CBL10 physically interacts with and recruits CIPK24 to the vacuolar membrane
Physical and functional interaction between CBL-type calcium sensors and CIPK family kinases constitutes a major paradigm in Ca2+ signal transduction in plants. We used the yeast two-hybrid system to test interaction between CBL10 (in the AD vector) and each of the 25 CIPKs (in the BD vector), and identified CIPK24 as a strong interactor of CBL10 (Figure 5a). To confirm the interaction between CBL10 and CIPK24, His-tagged CBL10 and CIPK24 fused to GST (glutathione S-transferase) were expressed in Escherichia coli and purified. CIPK24–GST protein was immobilized to glutathione beads and His-tagged CBL10 protein was incubated with the beads in a pull-down assay. In this analysis, the CBL10 protein co-purified with CIPK24–GST but not with GST, indicating a specific interaction between CBL10 and CIPK24 (Figure 5b).
To assess the subcellular localization of CBL10 and CIPK24 in plant cells, we analyzed the localization of GFP fusions in leaf epidermal cells and in protoplasts from transiently transformed Nicotiana benthamiana leaves (Figure 6). We included as controls the plasma membrane-localized calcium sensor CBL1, as well as GFP, which is known to localize to the cytoplasmic and nuclear compartments (D’Angelo et al., 2006). Both GFP and GFP::CIPK24 exhibited typical cytosolic and nuclear fluorescence (Figure 6). In contrast, the fluorescence of the CBL10::GFP fusion protein was localized to membraneous compartments, which surrounded the nucleus as membrane invaginations (yellow arrows in Figure 6) as well as to fast-moving punctate structures in the cytoplasmic compartment of the cell (white arrows in Figure 6). In addition, we analyzed the localization of a GFP fusion construct in which CBL10 was fused to the C-terminus of GFP. The GFP::CBL10 fusion protein was also observed mainly to be associated with highly mobile punctate structures indicative for localization in the endosomal compartments (Figure 6) and to membraneous invaginations that are likely to represent vacuolar membranes (the tonoplast).

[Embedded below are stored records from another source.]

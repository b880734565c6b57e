// Copyright 2026 Phillip Cloud
// Licensed under the Apache License, Version 2.0

use anyhow::{Result, anyhow, bail};
use std::collections::BTreeMap;

use crate::host::{
    Bounds, ControlKind, ControlSpec, ControlValue, HostSurface, StatusMessage, SurfaceSpec,
};
use crate::layout::ScreenLayout;
use crate::{BASE_PANE, ControlId, PaneLevel, QueryRows, SurfaceId};

pub const HOME_TAB_CAPTION: &str = "Reports";

#[derive(Debug, Clone, PartialEq, Eq)]
pub struct MemoryControl {
    pub spec: ControlSpec,
    pub value: ControlValue,
    pub visible: bool,
    pub rows: QueryRows,
    pub choices: Vec<(String, String)>,
    pub selected_choice: Option<usize>,
}

impl MemoryControl {
    fn new(spec: ControlSpec) -> Self {
        let value = match &spec.kind {
            ControlKind::TextField { value, .. } => ControlValue::Text(value.clone()),
            ControlKind::Toggle { .. } => ControlValue::Toggle(None),
            ControlKind::Label { caption }
            | ControlKind::Button { caption }
            | ControlKind::Tab { caption, .. } => ControlValue::Text(caption.clone()),
            ControlKind::Grid | ControlKind::Chooser => ControlValue::Text(String::new()),
        };
        Self {
            spec,
            value,
            visible: true,
            rows: QueryRows::default(),
            choices: Vec::new(),
            selected_choice: None,
        }
    }

    pub fn text(&self) -> Option<&str> {
        match &self.value {
            ControlValue::Text(text) => Some(text),
            ControlValue::Toggle(_) => None,
        }
    }
}

#[derive(Debug, Clone, PartialEq, Eq)]
pub struct MemorySurface {
    pub spec: SurfaceSpec,
    pub shown: bool,
    pub active_pane: PaneLevel,
    pub focused: Option<ControlId>,
    controls: Vec<MemoryControl>,
}

impl MemorySurface {
    pub fn controls(&self) -> &[MemoryControl] {
        &self.controls
    }

    fn control(&self, id: &ControlId) -> Option<&MemoryControl> {
        self.controls.iter().find(|control| &control.spec.id == id)
    }

    fn control_mut(&mut self, id: &ControlId) -> Result<&mut MemoryControl> {
        let surface = self.spec.id.clone();
        self.controls
            .iter_mut()
            .find(|control| &control.spec.id == id)
            .ok_or_else(|| anyhow!("control {id} not found on surface {surface}"))
    }
}

/// In-process [`HostSurface`] that keeps every surface and control in memory.
/// Drives the engine from the command line and from tests.
#[derive(Debug, Clone, Default)]
pub struct MemoryHost {
    surfaces: BTreeMap<SurfaceId, MemorySurface>,
    statuses: Vec<StatusMessage>,
    closed: Vec<SurfaceId>,
}

impl MemoryHost {
    pub fn new() -> Self {
        Self::default()
    }

    /// A host with the principal screen already built: home tab, department
    /// chooser and reports grid.
    pub fn with_principal(layout: &ScreenLayout) -> Result<Self> {
        let mut host = Self::new();
        host.create_surface(&SurfaceSpec {
            id: layout.principal.clone(),
            title: "Report manager".to_owned(),
            width: 960,
            height: 560,
        })?;
        host.add_control(
            &layout.principal,
            ControlSpec {
                id: layout.home_tab.clone(),
                kind: ControlKind::Tab {
                    caption: HOME_TAB_CAPTION.to_owned(),
                    pane: BASE_PANE,
                    group_with: None,
                },
                bounds: Bounds::new(420, 40, 100, 20),
                pane: None,
            },
        )?;
        host.add_control(
            &layout.principal,
            ControlSpec {
                id: layout.department_chooser.clone(),
                kind: ControlKind::Chooser,
                bounds: Bounds::new(10, 40, 400, 20),
                pane: None,
            },
        )?;
        host.add_control(
            &layout.principal,
            ControlSpec {
                id: layout.reports_grid.clone(),
                kind: ControlKind::Grid,
                bounds: Bounds::new(10, 70, 400, 460),
                pane: None,
            },
        )?;
        host.show_surface(&layout.principal)?;
        Ok(host)
    }

    pub fn surface(&self, surface: &SurfaceId) -> Option<&MemorySurface> {
        self.surfaces.get(surface)
    }

    pub fn has_surface(&self, surface: &SurfaceId) -> bool {
        self.surfaces.contains_key(surface)
    }

    pub fn surface_ids(&self) -> impl Iterator<Item = &SurfaceId> {
        self.surfaces.keys()
    }

    pub fn control(&self, surface: &SurfaceId, control: &ControlId) -> Option<&MemoryControl> {
        self.surfaces.get(surface)?.control(control)
    }

    /// Controls scoped to exactly `pane`, in creation order.
    pub fn controls_in_pane(&self, surface: &SurfaceId, pane: PaneLevel) -> Vec<&MemoryControl> {
        self.surfaces
            .get(surface)
            .map(|surface| {
                surface
                    .controls
                    .iter()
                    .filter(|control| control.spec.pane == Some(pane))
                    .collect()
            })
            .unwrap_or_default()
    }

    pub fn active_pane(&self, surface: &SurfaceId) -> Option<PaneLevel> {
        self.surfaces.get(surface).map(|surface| surface.active_pane)
    }

    pub fn statuses(&self) -> &[StatusMessage] {
        &self.statuses
    }

    pub fn last_status(&self) -> Option<&StatusMessage> {
        self.statuses.last()
    }

    pub fn closed_surfaces(&self) -> &[SurfaceId] {
        &self.closed
    }

    fn surface_mut(&mut self, surface: &SurfaceId) -> Result<&mut MemorySurface> {
        self.surfaces
            .get_mut(surface)
            .ok_or_else(|| anyhow!("surface {surface} is not open"))
    }

    fn surface_ref(&self, surface: &SurfaceId) -> Result<&MemorySurface> {
        self.surfaces
            .get(surface)
            .ok_or_else(|| anyhow!("surface {surface} is not open"))
    }
}

impl HostSurface for MemoryHost {
    fn create_surface(&mut self, spec: &SurfaceSpec) -> Result<()> {
        if self.surfaces.contains_key(&spec.id) {
            bail!("surface {} already exists", spec.id);
        }
        self.surfaces.insert(
            spec.id.clone(),
            MemorySurface {
                spec: spec.clone(),
                shown: false,
                active_pane: BASE_PANE,
                focused: None,
                controls: Vec::new(),
            },
        );
        Ok(())
    }

    fn show_surface(&mut self, surface: &SurfaceId) -> Result<()> {
        self.surface_mut(surface)?.shown = true;
        Ok(())
    }

    fn close_surface(&mut self, surface: &SurfaceId) -> Result<()> {
        if self.surfaces.remove(surface).is_none() {
            bail!("surface {surface} is not open");
        }
        self.closed.push(surface.clone());
        Ok(())
    }

    fn add_control(&mut self, surface: &SurfaceId, control: ControlSpec) -> Result<()> {
        let target = self.surface_mut(surface)?;
        if target.control(&control.id).is_some() {
            bail!("control {} already exists on surface {surface}", control.id);
        }
        target.controls.push(MemoryControl::new(control));
        Ok(())
    }

    fn has_control(&self, surface: &SurfaceId, control: &ControlId) -> bool {
        self.control(surface, control).is_some()
    }

    fn control_bounds(&self, surface: &SurfaceId, control: &ControlId) -> Result<Bounds> {
        self.surface_ref(surface)?
            .control(control)
            .map(|control| control.spec.bounds)
            .ok_or_else(|| anyhow!("control {control} not found on surface {surface}"))
    }

    fn control_value(&self, surface: &SurfaceId, control: &ControlId) -> Result<ControlValue> {
        self.surface_ref(surface)?
            .control(control)
            .map(|control| control.value.clone())
            .ok_or_else(|| anyhow!("control {control} not found on surface {surface}"))
    }

    fn set_control_value(
        &mut self,
        surface: &SurfaceId,
        control: &ControlId,
        value: &str,
    ) -> Result<()> {
        let target = self.surface_mut(surface)?.control_mut(control)?;
        target.value = match &target.spec.kind {
            ControlKind::Toggle { on, off, .. } => {
                let trimmed = value.trim();
                if trimmed.is_empty() {
                    ControlValue::Toggle(None)
                } else if trimmed.eq_ignore_ascii_case(on) {
                    ControlValue::Toggle(Some(true))
                } else if trimmed.eq_ignore_ascii_case(off) {
                    ControlValue::Toggle(Some(false))
                } else {
                    bail!("toggle {control} accepts {on} or {off}, got {value:?}");
                }
            }
            ControlKind::Grid => bail!("grid {control} has no editable value"),
            _ => ControlValue::Text(value.to_owned()),
        };
        Ok(())
    }

    fn set_control_visible(
        &mut self,
        surface: &SurfaceId,
        control: &ControlId,
        visible: bool,
    ) -> Result<()> {
        self.surface_mut(surface)?.control_mut(control)?.visible = visible;
        Ok(())
    }

    fn focus_control(&mut self, surface: &SurfaceId, control: &ControlId) -> Result<()> {
        let target = self.surface_mut(surface)?;
        target.control_mut(control)?;
        target.focused = Some(control.clone());
        Ok(())
    }

    fn configure_tab(
        &mut self,
        surface: &SurfaceId,
        tab: &ControlId,
        caption: &str,
        pane: PaneLevel,
    ) -> Result<()> {
        let target = self.surface_mut(surface)?.control_mut(tab)?;
        let ControlKind::Tab {
            caption: current,
            pane: current_pane,
            ..
        } = &mut target.spec.kind
        else {
            bail!("control {tab} is not a tab");
        };
        *current = caption.to_owned();
        *current_pane = pane;
        target.value = ControlValue::Text(caption.to_owned());
        Ok(())
    }

    fn set_active_pane(&mut self, surface: &SurfaceId, pane: PaneLevel) -> Result<()> {
        self.surface_mut(surface)?.active_pane = pane;
        Ok(())
    }

    fn bind_grid(&mut self, surface: &SurfaceId, grid: &ControlId, rows: QueryRows) -> Result<()> {
        let target = self.surface_mut(surface)?.control_mut(grid)?;
        if target.spec.kind != ControlKind::Grid {
            bail!("control {grid} is not a grid");
        }
        target.rows = rows;
        Ok(())
    }

    fn grid(&self, surface: &SurfaceId, grid: &ControlId) -> Result<&QueryRows> {
        let control = self
            .surface_ref(surface)?
            .control(grid)
            .ok_or_else(|| anyhow!("grid {grid} not found on surface {surface}"))?;
        if control.spec.kind != ControlKind::Grid {
            bail!("control {grid} is not a grid");
        }
        Ok(&control.rows)
    }

    fn set_choices(
        &mut self,
        surface: &SurfaceId,
        chooser: &ControlId,
        choices: Vec<(String, String)>,
        selected: Option<usize>,
    ) -> Result<()> {
        let target = self.surface_mut(surface)?.control_mut(chooser)?;
        if target.spec.kind != ControlKind::Chooser {
            bail!("control {chooser} is not a chooser");
        }
        let selected = selected.filter(|index| *index < choices.len());
        target.value = ControlValue::Text(
            selected
                .and_then(|index| choices.get(index))
                .map(|(code, _)| code.clone())
                .unwrap_or_default(),
        );
        target.choices = choices;
        target.selected_choice = selected;
        Ok(())
    }

    fn post_status(&mut self, message: &StatusMessage) {
        self.statuses.push(message.clone());
    }
}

The localization of both CBL10 GFP fusion proteins was clearly distinct from the nuclear, cytoplasmic or plasma membrane localization of the other GFP fusion proteins that were also examined for comparison. To further determine the identity of these internal membranes, we purified vacuoles from N. benthamiana leaves expressing GFP::CBL10 fusion proteins. Microscopic analyses of these organelles unambiguously identified CBL10 as a tonoplast-associated protein (Figure 6).
In addition, we generated stably transformed Arabidopsis lines that constitutively expressed GFP::CBL10 fusion protein in the cbl10 mutant background. Importantly, expression of GFP::CBL10 complemented the salt-sensitive phenotype of the mutant line, thereby establishing the proper functionality of the expressed fusion proteins (Figure S1b). As observed in transiently transformed N. benthamiana cells, GFP fluorescence in these plants was detected at the tonoplast (Figure S1c).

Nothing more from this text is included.